• **Problem to work on**
Please give back only the lines below from the one containing "None => &mut" to the one containing "fn number_sections(tree: &RawTree, nrn_order: bool)", each repeated word for word, both ends included.

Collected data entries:
/---

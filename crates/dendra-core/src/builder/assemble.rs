//! Stage 2: raw section tree to frozen morphology.

use super::{RawTree, SectionRefs};
use crate::annotation::{Annotation, AnnotationType};
use crate::error::{MorphologyError, MorphologyResult, SectionBuilderError};
use crate::geometry::{PointLevel, SectionId};
use crate::mitochondria::Mitochondria;
use crate::morphology::{Morphology, Properties, SectionData};
use crate::options::{BuildOptions, Modifiers, MultiRootPolicy, SinglePointPolicy};
use crate::reticulum::EndoplasmicReticulum;
use crate::warning::{WarningKind, WarningLog};

/// Applies section policies, numbers sections, and freezes the tree.
pub(crate) fn assemble(
    mut tree: RawTree,
    options: &BuildOptions,
    mut log: WarningLog,
) -> MorphologyResult<Morphology> {
    if tree.tree_count > 1 {
        match options.multi_root_policy {
            MultiRootPolicy::Fatal => {
                return Err(MorphologyError::MultipleTrees {
                    count: tree.tree_count,
                });
            }
            MultiRootPolicy::Warn => log.push(
                WarningKind::MultipleTrees,
                format!("found {} disconnected trees", tree.tree_count),
                None,
            ),
        }
    }
    for section in &tree.sections {
        section.points.validate()?;
    }

    apply_single_point_policy(&mut tree, options.single_point_policy, &mut log)?;
    let (roots, order) = number_sections(&tree, options.modifiers.nrn_order);
    let mut final_id: Vec<Option<SectionId>> = vec![None; tree.sections.len()];
    for (n, &i) in order.iter().enumerate() {
        final_id[i] = Some(SectionId(n as u32));
    }
    #[cfg(feature = "tracing")]
    tracing::debug!(sections = order.len(), roots = roots.len(), "section ids assigned");

    let mut annotations = std::mem::take(&mut tree.annotations);
    inspect_sections(
        &mut tree,
        &order,
        &final_id,
        options.collapse_zero_length_segments,
        &mut log,
        &mut annotations,
    );

    let count = order.len();
    let refs = tree.refs;
    let resolve = |r: u32| -> Option<SectionId> {
        match refs {
            SectionRefs::Final => ((r as usize) < count).then_some(SectionId(r)),
            SectionRefs::Index => final_id.get(r as usize).copied().flatten(),
        }
    };
    let mitochondria = Mitochondria::from_raw(&tree.mitochondria, resolve)?;
    let reticulum = EndoplasmicReticulum::from_raw(&tree.reticulum, resolve)?;

    apply_modifiers(&mut tree, &order, options.modifiers);

    let has_perimeters =
        !order.is_empty() && order.iter().all(|&i| tree.sections[i].points.has_perimeters());
    let total_points = order.iter().map(|&i| tree.sections[i].points.len()).sum();
    let mut props = Properties {
        points: Vec::with_capacity(total_points),
        diameters: Vec::with_capacity(total_points),
        sections: Vec::with_capacity(count),
        ..Properties::default()
    };
    for &i in &order {
        let section = &tree.sections[i];
        let start = props.points.len();
        props.points.extend_from_slice(&section.points.points);
        props.diameters.extend_from_slice(&section.points.diameters);
        if has_perimeters {
            props.perimeters.extend_from_slice(&section.points.perimeters);
        }
        props.sections.push(SectionData {
            section_type: section.section_type,
            start,
            end: props.points.len(),
            parent: section.parent.and_then(|p| final_id[p]),
            children: section.children.iter().filter_map(|&c| final_id[c]).collect(),
        });
    }
    props.roots = roots.iter().filter_map(|&r| final_id[r]).collect();
    props.soma = if options.modifiers.soma_sphere {
        tree.soma.to_sphere()
    } else {
        tree.soma
    };
    props.mitochondria = mitochondria;
    props.reticulum = reticulum;
    props.annotations = annotations;
    props.markers = tree.markers;
    props.warnings = log;

    #[cfg(feature = "tracing")]
    tracing::debug!(
        sections = props.sections.len(),
        warnings = props.warnings.len(),
        "morphology frozen"
    );
    Ok(Morphology::from_properties(props))
}

/// Resolves every single-point section.
fn apply_single_point_policy(
    tree: &mut RawTree,
    policy: SinglePointPolicy,
    log: &mut WarningLog,
) -> MorphologyResult<()> {
    for i in 0..tree.sections.len() {
        let section = &tree.sections[i];
        if section.points.len() != 1 {
            continue;
        }
        if policy == SinglePointPolicy::Reject {
            return Err(SectionBuilderError::SinglePoint {
                id: section.first_id,
                line: section.line,
            }
            .into());
        }

        let line = section.line;
        let mergeable = policy == SinglePointPolicy::Merge
            && match section.parent {
                Some(p) => {
                    let parent = &tree.sections[p];
                    parent.section_type == section.section_type
                        && parent.points.last().map(|s| s.point) == Some(section.points.points[0])
                }
                // Without a soma, splicing out a forking root splits its
                // tree into several.
                None => {
                    !section.children.is_empty()
                        && (section.children.len() == 1 || !tree.soma.is_empty())
                        && section
                            .children
                            .iter()
                            .all(|&c| tree.sections[c].section_type == section.section_type)
                }
            };

        if mergeable {
            splice_out(tree, i);
            log.push(
                WarningKind::SinglePointSection,
                "single-point section merged into its neighbours",
                line,
            );
        } else if let Some(sample) = tree.sections[i].points.first() {
            tree.sections[i].points.push(sample);
            log.push(
                WarningKind::SinglePointSection,
                "single-point section padded by repeating its point",
                line,
            );
        }
    }
    Ok(())
}

/// Detaches section `i`; its children take its place under its parent.
fn splice_out(tree: &mut RawTree, i: usize) {
    let parent = tree.sections[i].parent;
    let children = std::mem::take(&mut tree.sections[i].children);
    for &c in &children {
        tree.sections[c].parent = parent;
    }
    let list = match parent {
        Some(p) => &mut tree.sections[p].children,
        None => &mut tree.roots,
    };
    if let Some(pos) = list.iter().position(|&c| c == i) {
        list.splice(pos..=pos, children);
    }
    tree.sections[i].parent = None;
}

/// Returns the root order and the depth-first pre-order of reachable sections.
fn number_sections(tree: &RawTree, nrn_order: bool) -> (Vec<usize>, Vec<usize>) {
    let mut roots = tree.roots.clone();
    if nrn_order {
        roots.sort_by_key(|&r| tree.sections[r].section_type.nrn_rank());
    }
    let mut order = Vec::with_capacity(tree.sections.len());
    let mut stack: Vec<usize> = roots.iter().rev().copied().collect();
    while let Some(i) = stack.pop() {
        order.push(i);
        stack.extend(tree.sections[i].children.iter().rev().copied());
    }
    (roots, order)
}

/// Per-section checks that need final ids: zero-length segments, wrong
/// duplicates, only children, and mixed-type adjacency.
fn inspect_sections(
    tree: &mut RawTree,
    order: &[usize],
    final_id: &[Option<SectionId>],
    collapse: bool,
    log: &mut WarningLog,
    annotations: &mut Vec<Annotation>,
) {
    for &i in order {
        let id = final_id[i];
        let section = &tree.sections[i];
        let line = section.line;

        let repeats: Vec<usize> = section
            .points
            .points
            .windows(2)
            .enumerate()
            .filter(|(_, w)| w[0] == w[1])
            .map(|(j, _)| j)
            .collect();
        for &j in &repeats {
            let message = match id {
                Some(id) => format!("zero-length segment at point {j} of {id}"),
                None => format!("zero-length segment at point {j}"),
            };
            log.push(WarningKind::ZeroLengthSegment, message.clone(), line);
            let samples: Vec<_> = [j, j + 1]
                .iter()
                .filter_map(|&k| section.points.sample(k))
                .collect();
            annotations.push(Annotation {
                kind: AnnotationType::ZeroLengthSegment,
                section: id,
                line,
                message,
                points: PointLevel::from_samples(&samples),
            });
        }

        if let Some(p) = section.parent {
            let parent = &tree.sections[p];
            if parent.points.last().map(|s| s.point) != section.points.first().map(|s| s.point) {
                log.push(
                    WarningKind::WrongDuplicate,
                    format!(
                        "{} does not start at the last point of its parent",
                        describe(id)
                    ),
                    line,
                );
            }
            if parent.section_type != section.section_type {
                log.push(
                    WarningKind::MixedTypeAdjacency,
                    format!(
                        "{} of type {} has a parent of type {}",
                        describe(id),
                        section.section_type,
                        parent.section_type
                    ),
                    line,
                );
            }
        }

        if section.children.len() == 1 {
            let message = format!("{} has a single child section", describe(id));
            log.push(WarningKind::OnlyChild, message.clone(), line);
            annotations.push(Annotation {
                kind: AnnotationType::SingleChild,
                section: id,
                line,
                message,
                points: section.points.clone(),
            });
        }

        if collapse && !repeats.is_empty() {
            let points = &mut tree.sections[i].points;
            for &j in repeats.iter().rev() {
                if points.len() <= 2 {
                    break;
                }
                points.remove(j + 1);
            }
        }
    }
}

fn describe(id: Option<SectionId>) -> String {
    id.map_or_else(|| "section".to_string(), |id| format!("section {}", id.index()))
}

fn apply_modifiers(tree: &mut RawTree, order: &[usize], modifiers: Modifiers) {
    if modifiers.two_points_sections {
        for &i in order {
            tree.sections[i].points.keep_endpoints();
        }
    }
    if modifiers.no_duplicates {
        for &i in order {
            let Some(p) = tree.sections[i].parent else {
                continue;
            };
            let parent_end = tree.sections[p].points.last().map(|s| s.point);
            let points = &mut tree.sections[i].points;
            if points.len() > 2 && points.points.first().copied() == parent_end {
                points.remove(0);
            }
        }
    }
}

\---

• **Written answer**
        None => &mut tree.roots,
    };
    if let Some(pos) = list.iter().position(|&c| c == i) {
        list.splice(pos..=pos, children);
    }
    tree.sections[i].parent = None;
}

/// Returns the root order and the depth-first pre-order of reachable sections.
fn number_sections(tree: &RawTree, nrn_order: bool) -> (Vec<usize>, Vec<usize>) {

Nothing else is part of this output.